■ What you need to do: Starting with the first line of the data that follows, transcribe every line verbatim until the line containing "and logical size)." has been transcribed.

------------------------------

//! ILI9341 driver instance.

use crate::orientation::{Orientation, PanelState};
use crate::transport::Transport;
use crate::{Error, Result};
use embedded_hal::delay::DelayNs;
use std::sync::Mutex;
use tracing::{debug, info};

use super::init::{DISPLAY_ON_SETTLE_MS, INIT_SEQUENCE, POWER_ON_SETTLE_MS};
use super::protocol::{Command, Protocol};

/// What drawing primitives do with geometry that leaves the panel.
#[derive(Debug, Clone, Copy, PartialEq, Eq, Default)]
pub enum ClipPolicy {
    /// Off-panel pixels are dropped silently.
    #[default]
    Clamp,
    /// Primitives that do not fit return [`Error::OutOfBounds`] before
    /// touching the bus.
    Strict,
}

/// LCD controller driver.
///
/// Owns the transport and the panel state (orientation and logical size).
/// Drawing primitives live in the `raster` and `font` modules.
pub struct Ili9341<T> {
    pub(super) protocol: Protocol<T>,
    pub(super) state: PanelState,
    pub(super) clip: ClipPolicy,
}

impl<T: Transport> Ili9341<T> {
    /// Wraps a transport. Nothing is sent until [`Ili9341::init`].
    pub fn new(transport: T) -> Self {
        Self {
            protocol: Protocol::new(transport),
            state: PanelState::default(),
            clip: ClipPolicy::default(),
        }
    }

    /// Sets the clip policy.
    pub fn with_clip_policy(mut self, clip: ClipPolicy) -> Self {
        self.clip = clip;
        self
    }

    /// Sets the orientation [`Ili9341::init`] applies.
    pub fn with_orientation(mut self, orientation: Orientation) -> Self {
        self.state = PanelState::new(orientation);
        self
    }

    /// Runs the power-up register sequence.
    ///
    /// The settle delays are mandatory; commands sent early leave the
    /// controller in an undefined state.
    pub fn init<D: DelayNs>(&mut self, delay: &mut D) -> Result<()> {
        delay.delay_ms(POWER_ON_SETTLE_MS);

        for step in INIT_SEQUENCE {
            self.protocol.command(step.command, step.params)?;
            if step.delay_ms > 0 {
                debug!("{:?}: waiting {}ms", step.command, step.delay_ms);
                delay.delay_ms(step.delay_ms);
            }
        }

        self.set_orientation(self.state.orientation())?;

        self.protocol.command(Command::DisplayOn, &[])?;
        delay.delay_ms(DISPLAY_ON_SETTLE_MS);

        info!(
            "ILI9341 initialized ({}x{}, {})",
            self.state.width(),
            self.state.height(),
            self.state.orientation()
        );
        Ok(())
    }

    /// Sets the display orientation.
    ///
    /// Logical width/height change before the register write, so every
    /// primitive after this call sees the new bounds.
    pub fn set_orientation(&mut self, orientation: Orientation) -> Result<()> {
        let madctl = self.state.apply(orientation);
        self.protocol
            .command(Command::MemoryAccessControl, &[madctl])?;
        debug!(
            "Set orientation to {} (MADCTL 0x{:02X}, {}x{})",
            orientation,
            madctl,
            self.state.width(),
            self.state.height()
        );
        Ok(())
    }

    /// Sets the orientation from its raw value; unknown values mean portrait.
    pub fn set_orientation_raw(&mut self, value: u8) -> Result<()> {
        self.set_orientation(Orientation::from_raw(value))
    }

    /// Gets the current orientation.
    pub fn orientation(&self) -> Orientation {
        self.state.orientation()
    }

    /// Logical width under the current orientation.
    pub fn width(&self) -> u16 {
        self.state.width()
    }

    /// Logical height under the current orientation.
    pub fn height(&self) -> u16 {
        self.state.height()
    }

    pub fn panel_state(&self) -> &PanelState {
        &self.state
    }

    pub fn clip_policy(&self) -> ClipPolicy {
        self.clip
    }

    pub fn set_clip_policy(&mut self, clip: ClipPolicy) {
        self.clip = clip;
    }

    pub fn transport(&self) -> &T {
        self.protocol.transport()
    }

    pub fn transport_mut(&mut self) -> &mut T {
        self.protocol.transport_mut()
    }

    /// Gives the transport back.
    pub fn release(self) -> T {
        self.protocol.into_transport()
    }

    /// Raw protocol access for commands the driver does not wrap.
    pub fn protocol_mut(&mut self) -> &mut Protocol<T> {
        &mut self.protocol
    }

    pub(super) fn is_strict(&self) -> bool {
        self.clip == ClipPolicy::Strict
    }
}

/// Driver shared between threads.
///
/// Every primitive issues several back-to-back transactions; interleaving
/// another caller's transactions would corrupt the address window. `with`
/// holds the lock for the whole closure, which also keeps orientation from
/// changing under an in-flight bound check.
pub struct SharedIli9341<T> {
    inner: Mutex<Ili9341<T>>,
}

impl<T: Transport> SharedIli9341<T> {
    pub fn new(driver: Ili9341<T>) -> Self {
        Self {
            inner: Mutex::new(driver),
        }
    }

    /// Runs `f` with exclusive access to the driver.
    pub fn with<R, F>(&self, f: F) -> Result<R>
    where
        F: FnOnce(&mut Ili9341<T>) -> Result<R>,
    {
        let mut driver = self.inner.lock().map_err(|_| Error::LockPoisoned)?;
        f(&mut *driver)
    }

    /// Gets the current orientation.
    pub fn orientation(&self) -> Result<Orientation> {
        self.with(|d| Ok(d.orientation()))
    }

    pub fn into_inner(self) -> Result<Ili9341<T>> {
        self.inner.into_inner().map_err(|_| Error::LockPoisoned)
    }
}
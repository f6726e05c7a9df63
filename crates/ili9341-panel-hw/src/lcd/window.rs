//! Address window programming.
//!
//! Before any pixel data, the controller must be told which rectangle the
//! data fills: CASET (columns), PASET (pages/rows), then RAMWR. The data that
//! follows RAMWR is consumed row-major inside that rectangle.

use super::protocol::{Command, Protocol};
use crate::orientation::PanelState;
use crate::transport::Transport;
use crate::{Error, Result};
use tracing::trace;

/// Inclusive rectangle in logical coordinates, always inside panel bounds.
#[derive(Debug, Clone, Copy, PartialEq, Eq)]
pub struct Window {
    x0: u16,
    y0: u16,
    x1: u16,
    y1: u16,
}

impl Window {
    /// A 1x1 window, or `None` if the point is off-panel.
    pub fn pixel(x: i32, y: i32, state: &PanelState) -> Option<Self> {
        if !state.contains(x, y) {
            return None;
        }
        let (x, y) = (x as u16, y as u16);
        Some(Self {
            x0: x,
            y0: y,
            x1: x,
            y1: y,
        })
    }

    /// Clamps a `w`x`h` rectangle at (`x`, `y`) to the panel.
    ///
    /// Returns `None` when the origin is off-panel or the rectangle is empty.
    pub fn clip(x: i32, y: i32, w: u16, h: u16, state: &PanelState) -> Option<Self> {
        if w == 0 || h == 0 || !state.contains(x, y) {
            return None;
        }
        let (x, y) = (x as u16, y as u16);
        let w = w.min(state.width() - x);
        let h = h.min(state.height() - y);
        Some(Self {
            x0: x,
            y0: y,
            x1: x + w - 1,
            y1: y + h - 1,
        })
    }

    /// Like [`Window::clip`] but rejects any rectangle that does not fit.
    ///
    /// Empty rectangles are still `Ok(None)`.
    pub fn checked(x: i32, y: i32, w: u16, h: u16, state: &PanelState) -> Result<Option<Self>> {
        if w == 0 || h == 0 {
            return Ok(None);
        }
        let far_x = x.saturating_add(w as i32 - 1);
        let far_y = y.saturating_add(h as i32 - 1);
        ensure_inside(x, y, state)?;
        ensure_inside(far_x, far_y, state)?;
        Ok(Self::clip(x, y, w, h, state))
    }

    pub fn x0(&self) -> u16 {
        self.x0
    }

    pub fn y0(&self) -> u16 {
        self.y0
    }

    pub fn x1(&self) -> u16 {
        self.x1
    }

    pub fn y1(&self) -> u16 {
        self.y1
    }

    pub fn width(&self) -> u16 {
        self.x1 - self.x0 + 1
    }

    pub fn height(&self) -> u16 {
        self.y1 - self.y0 + 1
    }

    /// Number of pixel words that fill the window.
    pub fn area(&self) -> usize {
        self.width() as usize * self.height() as usize
    }

    /// CASET parameters: x0 and x1, big-endian.
    pub fn column_bytes(&self) -> [u8; 4] {
        encode_range(self.x0, self.x1)
    }

    /// PASET parameters: y0 and y1, big-endian.
    pub fn page_bytes(&self) -> [u8; 4] {
        encode_range(self.y0, self.y1)
    }
}

fn encode_range(start: u16, end: u16) -> [u8; 4] {
    let [s_hi, s_lo] = start.to_be_bytes();
    let [e_hi, e_lo] = end.to_be_bytes();
    [s_hi, s_lo, e_hi, e_lo]
}

/// Fails with [`Error::OutOfBounds`] if the point is off-panel.
pub(crate) fn ensure_inside(x: i32, y: i32, state: &PanelState) -> Result<()> {
    if state.contains(x, y) {
        Ok(())
    } else {
        Err(Error::OutOfBounds {
            x,
            y,
            width: state.width(),
            height: state.height(),
        })
    }
}

/// Programs the address window and opens memory write.
///
/// No bounds checking here: a [`Window`] is only ever built inside bounds.
pub fn set_window<T: Transport>(proto: &mut Protocol<T>, window: &Window) -> Result<()> {
    trace!(
        "window ({}, {})-({}, {})",
        window.x0,
        window.y0,
        window.x1,
        window.y1
    );
    proto.command(Command::ColumnAddressSet, &window.column_bytes())?;
    proto.command(Command::PageAddressSet, &window.page_bytes())?;
    proto.command(Command::MemoryWrite, &[])
}

#[cfg(test)]
mod tests {
    use super::*;
    use crate::transport::{BusEvent, RecordingTransport};
    use crate::Orientation;

    #[test]
    fn test_set_window_sequence() {
        let mut proto = Protocol::new(RecordingTransport::new());
        let state = PanelState::default();
        let window = Window::clip(0, 0, 240, 320, &state).unwrap();
        set_window(&mut proto, &window).unwrap();

        assert_eq!(
            proto.transport().events(),
            &[
                BusEvent::Command(0x2A),
                BusEvent::Data(vec![0x00, 0x00, 0x00, 0xEF]),
                BusEvent::Command(0x2B),
                BusEvent::Data(vec![0x00, 0x00, 0x01, 0x3F]),
                BusEvent::Command(0x2C),
            ]
        );
    }

    #[test]
    fn test_clip_clamps_extent() {
        let state = PanelState::default();
        let window = Window::clip(200, 300, 100, 100, &state).unwrap();
        assert_eq!((window.x1(), window.y1()), (239, 319));
        assert_eq!((window.width(), window.height()), (40, 20));
        assert_eq!(window.area(), 800);
    }

    #[test]
    fn test_clip_rejects_bad_origin_and_empty() {
        let state = PanelState::default();
        assert!(Window::clip(240, 0, 1, 1, &state).is_none());
        assert!(Window::clip(-1, 0, 5, 5, &state).is_none());
        assert!(Window::clip(10, 10, 0, 5, &state).is_none());
    }

    #[test]
    fn test_pixel_follows_orientation() {
        let mut state = PanelState::default();
        assert!(Window::pixel(300, 10, &state).is_none());
        state.apply(Orientation::Landscape);
        let window = Window::pixel(300, 10, &state).unwrap();
        assert_eq!(window.column_bytes(), [0x01, 0x2C, 0x01, 0x2C]);
        assert_eq!(window.page_bytes(), [0x00, 0x0A, 0x00, 0x0A]);
    }

    #[test]
    fn test_checked_reports_far_corner() {
        let state = PanelState::default();
        assert_eq!(
            Window::checked(200, 0, 41, 1, &state),
            Err(Error::OutOfBounds {
                x: 240,
                y: 0,
                width: 240,
                height: 320,
            })
        );
        assert!(Window::checked(200, 0, 40, 1, &state).unwrap().is_some());
        assert_eq!(Window::checked(500, 500, 0, 0, &state), Ok(None));
    }

    #[test]
    fn test_checked_far_corner_saturates() {
        let state = PanelState::default();
        assert_eq!(
            Window::checked(i32::MAX, i32::MAX - 1, u16::MAX, u16::MAX, &state),
            Err(Error::OutOfBounds {
                x: i32::MAX,
                y: i32::MAX - 1,
                width: 240,
                height: 320,
            })
        );
        assert!(Window::clip(i32::MAX, i32::MIN, u16::MAX, 1, &state).is_none());
    }
}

------------------------------

■ Solution:
//! ILI9341 driver instance.

use crate::orientation::{Orientation, PanelState};
use crate::transport::Transport;
use crate::{Error, Result};
use embedded_hal::delay::DelayNs;
use std::sync::Mutex;
use tracing::{debug, info};

use super::init::{DISPLAY_ON_SETTLE_MS, INIT_SEQUENCE, POWER_ON_SETTLE_MS};
use super::protocol::{Command, Protocol};

/// What drawing primitives do with geometry that leaves the panel.
#[derive(Debug, Clone, Copy, PartialEq, Eq, Default)]
pub enum ClipPolicy {
    /// Off-panel pixels are dropped silently.
    #[default]
    Clamp,
    /// Primitives that do not fit return [`Error::OutOfBounds`] before
    /// touching the bus.
    Strict,
}

/// LCD controller driver.
///
/// Owns the transport and the panel state (orientation and logical size).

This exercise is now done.